Tragically, a direct hit from a German mortar ended this conversation rather abruptly (while leaving the whining harmonica-player unhurt, nobody will be pleased to learn).  It therefore falls upon me (assuming I have the temerity - which I have) to respond on the terrified infantryman's behalf.
Broadly speaking, Mr Cameron can shove his Flanderspalooza up his arse.  Though by now - after a Royal Wedding, a Jubilee, and the hideously extended Sports Day we've all sat through - it should come as no surprise that the Government are pulling the old "bread and circuses" trick yet again, there really is something about this particular Crusty Cob that seems unusually indigestible.

Even assuming that it's possible to engage the whole population in thought about the Great War without trivialising its squalor and foulness by having Jedward knock out a hi-energy pop cover of "It's A Long Way To Tipperary" or drafting in the cast of The Only Way Is To Be A Self-Serving, Half-Witted Living Monument To Crass Vanity With A Tenuous Grasp On Reality to intone the poems of Rupert Brooke over footage of those iconic white crosses - and that's an assumption I'm pretty reluctant to make - what will be the point of any of it?
The point of it all is depressingly obvious if you give it even half a moment's thought: a colossal, months-long Party Political Broadcast for the Conservative Party paid for buy the taxpayer.  For what was World War One except a Tory war?  Alright; the historical fact is that it was a war that Britain entered into under a Liberal government, but let's not quibble over semantics: the values of WWI were pretty Tory, were they not?  Empire-building, influence and trade in the Balkans, xenophobia, and a callous disregard for the lives of innumerable Tommies - it had it all. And these are the things that we'll be urged to remember by unctuous commentators as we look at Cameron leaning his sculpted-Spam face down to confer a sickly grin upon the skeletal form of any Ypres veteran they can dig up for the Big Day.  Oh, there'll be the usual cant about "bravery and sacrifice" I suppose; it's all very inspiring to talk about that sort of thing - especially if you don't dwell too much on exactly who made the sacrifices, how avoidable they could have been had Edwardian Britain not been so fired-up with bellicose jingoism and capitalist greed, and just who actually benefited most from the countless acres of mutilated flesh and the thousands of tottering, broken figures screaming the rest of their lives away in mental hospitals that were the physical realities of these noble sentiments.
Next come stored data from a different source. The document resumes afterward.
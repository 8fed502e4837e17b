//! Tests for fragment combinators.

use rangemata_core::{Automaton, Interval};

use super::{BuildGraph, Extent, Fragment};
use crate::{Error, Limits};

fn sym(c: char) -> Interval {
    Interval::single(c as u32)
}

#[test]
fn sequence_links_exits_to_entries() {
    let mut g = BuildGraph::new();
    let a = g.interval_fragment(sym('a'));
    let b = g.interval_fragment(sym('b'));

    let f = g.sequence(&[a, b]);

    assert_eq!(f, Fragment::new(0, 3));
    insta::assert_snapshot!(g.dump(), @r"
    N0: a → N1
    N1: ε → N2
    N2: b → N3
    N3: ∅
    ");
}

#[test]
fn zero_or_more_loops_through_branch() {
    let mut g = BuildGraph::new();
    let a = g.interval_fragment(sym('a'));

    let f = g.zero_or_more(a);

    assert_eq!(f, Fragment::new(2, 3));
    insta::assert_snapshot!(g.dump(), @r"
    N0: a → N1
    N1: ε → N2
    N2: ε → N0, N3
    N3: ∅
    ");
}

#[test]
fn empty_alternation_accepts_nothing() {
    let mut g = BuildGraph::new();

    let f = g.alternation(&[]);

    assert_ne!(f.entry, f.exit);
    assert!(g.node(f.entry).successors.is_empty());
    assert!(g.node(f.entry).is_epsilon());
}

#[test]
fn repeat_unrolls_mandatory_then_optional_copies() {
    let mut g = BuildGraph::new();
    let a = g.interval_fragment(sym('a'));

    let f = g.repeat(a, 2, Some(3), &Limits::default()).unwrap();

    assert_eq!(f, Fragment::new(0, 7));
    insta::assert_snapshot!(g.dump(), @r"
    N0: a → N1
    N1: ε → N3
    N2: ε → N6
    N3: a → N2
    N4: ε → N7
    N5: a → N4
    N6: ε → N5, N7
    N7: ∅
    ");
}

#[test]
fn repeat_rejects_unrepresentable_copy_counts() {
    let mut g = BuildGraph::new();
    let a = g.interval_fragment(sym('a'));

    let err = g.repeat(a, u32::MAX, None, &Limits::default()).unwrap_err();

    assert_eq!(
        err,
        Error::StateLimitExceeded {
            limit: u32::MAX as usize
        }
    );
    assert_eq!(g.len(), 2);
}

#[test]
fn repeat_checks_projected_states_before_copying() {
    let mut g = BuildGraph::new();
    let a = g.interval_fragment(sym('a'));
    let limits = Limits::new().max_states(10);

    let err = g.repeat(a, 1_000_000, Some(1_000_000), &limits).unwrap_err();

    assert_eq!(err, Error::StateLimitExceeded { limit: 10 });
    assert_eq!(g.len(), 2);
}

#[test]
fn extent_counts_nodes_and_consuming_targets() {
    let mut g = BuildGraph::new();
    let a = g.interval_fragment(sym('a'));
    assert_eq!(g.extent(a), Extent { nodes: 2, targets: 1 });

    let b = g.interval_fragment(sym('b'));
    let f = g.alternation(&[a, b]);
    assert_eq!(g.extent(f), Extent { nodes: 6, targets: 2 });
}

#[test]
fn repeat_zero_times_is_epsilon() {
    let mut g = BuildGraph::new();
    let a = g.interval_fragment(sym('a'));

    let f = g.repeat(a, 0, Some(0), &Limits::default()).unwrap();

    assert_eq!(f.entry, f.exit);
}

#[test]
fn duplicate_is_independent_of_later_wiring() {
    let mut g = BuildGraph::new();
    let a = g.interval_fragment(sym('a'));
    let copy = g.duplicate(a);
    let len = g.len();

    let sink = g.add_node();
    g.connect(a.exit, sink);

    assert_eq!(len, 4);
    assert!(g.node(copy.exit).successors.is_empty());
    assert_eq!(g.node(copy.entry).edges[0].target, copy.exit);
}

#[test]
fn embed_routes_accepting_states_to_exit() {
    let mut g = BuildGraph::new();

    let f = g.embed(&Automaton::string("ab"));

    assert_eq!(f, Fragment::new(0, 3));
    insta::assert_snapshot!(g.dump(), @r"
    N0: a → N1
    N1: b → N2
    N2: ε → N3
    N3: ∅
    ");
}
Of all the conflicts to have scarred the globe in recent history, The Great War is easily the most dreadful, pointless, and hideous: there was no ideology about it other than greed; it didn't even have the dubious provenance of being a "religious" war (on which all sorts of people are awfully keen) - yet it is to be marked in 2014 with a festival of flag-waving, hypocrisy, and propaganda, and an almost hypnotic insistence on the British Public's decency and courage as evidenced by the fact that they're happy to march forward unto their doom - be it in the form of German machine-guns, enforced redundancy, or an Atos assessment.
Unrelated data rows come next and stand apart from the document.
//! Resource limits for automaton construction.

use crate::{Error, Result};

/// Default ceiling on syntax tree nesting.
pub const DEFAULT_MAX_DEPTH: usize = 1024;

/// States and build nodes are indexed by `u32`; nothing may outgrow that.
const ID_SPACE: usize = u32::MAX as usize;

/// Ceilings applied while building automata.
///
/// Subset and product construction can blow up exponentially, and unrolled
/// repetition grows with its bounds; an embedding application bounds the
/// cost by capping the number of created states. Construction recurses once
/// per syntax tree level, so nesting is capped too.
#[derive(Clone, Copy, Debug, PartialEq, Eq)]
pub struct Limits {
    /// Maximum states per constructed automaton (default: unlimited).
    pub(crate) max_states: Option<usize>,
    /// Maximum syntax tree depth (default: [`DEFAULT_MAX_DEPTH`]).
    pub(crate) max_depth: usize,
}

impl Default for Limits {
    fn default() -> Self {
        Self {
            max_states: None,
            max_depth: DEFAULT_MAX_DEPTH,
        }
    }
}

impl Limits {
    /// Create new limits with defaults.
    pub fn new() -> Self {
        Self::default()
    }

    /// Set the state ceiling.
    pub fn max_states(mut self, limit: usize) -> Self {
        self.max_states = Some(limit);
        self
    }

    /// Set the nesting ceiling.
    pub fn max_depth(mut self, limit: usize) -> Self {
        self.max_depth = limit;
        self
    }

    pub fn get_max_states(&self) -> Option<usize> {
        self.max_states
    }

    pub fn get_max_depth(&self) -> usize {
        self.max_depth
    }

    /// Fail once `count` states exist and the ceiling is below that.
    pub(crate) fn check_states(&self, count: usize) -> Result<()> {
        match self.max_states {
            Some(limit) if count > limit => {
                log::warn!("state limit of {limit} exceeded, aborting construction");
                Err(Error::StateLimitExceeded { limit })
            }
            _ => Ok(()),
        }
    }

    /// Fail before building something projected to need `count` states.
    ///
    /// `None` stands for a count that overflowed while being projected.
    pub(crate) fn check_projected(&self, count: Option<usize>) -> Result<()> {
        let count = check_id_space(count)?;
        self.check_states(count)
    }

    /// Fail if a tree of `depth` levels is nested too deeply.
    pub(crate) fn check_depth(&self, depth: usize) -> Result<()> {
        if depth > self.max_depth {
            let limit = self.max_depth;
            log::warn!("syntax tree depth {depth} exceeds {limit}, aborting construction");
            return Err(Error::RecursionLimitExceeded { limit });
        }
        Ok(())
    }
}

/// Fail if `count` ids cannot be allocated at all, whatever the limits.
pub(crate) fn check_id_space(count: Option<usize>) -> Result<usize> {
    match count {
        Some(count) if count <= ID_SPACE => Ok(count),
        _ => {
            log::warn!("projected size exceeds the u32 id space, aborting construction");
            Err(Error::StateLimitExceeded { limit: ID_SPACE })
        }
    }
}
Yeah; it might cost a bit - but if there's one thing we've learned in the past couple of years, you really can't put a price on Britain's taste for their own servility or for what they're told is "prestige".  Does anyone else have a lump in their throat yet?  Don't worry: you will; a chunk of stale bread tasting of death and shit just like the ones those promised "homes fit for heroes" got to chow down on in the 1920s - and their descendants have been fed on ever since.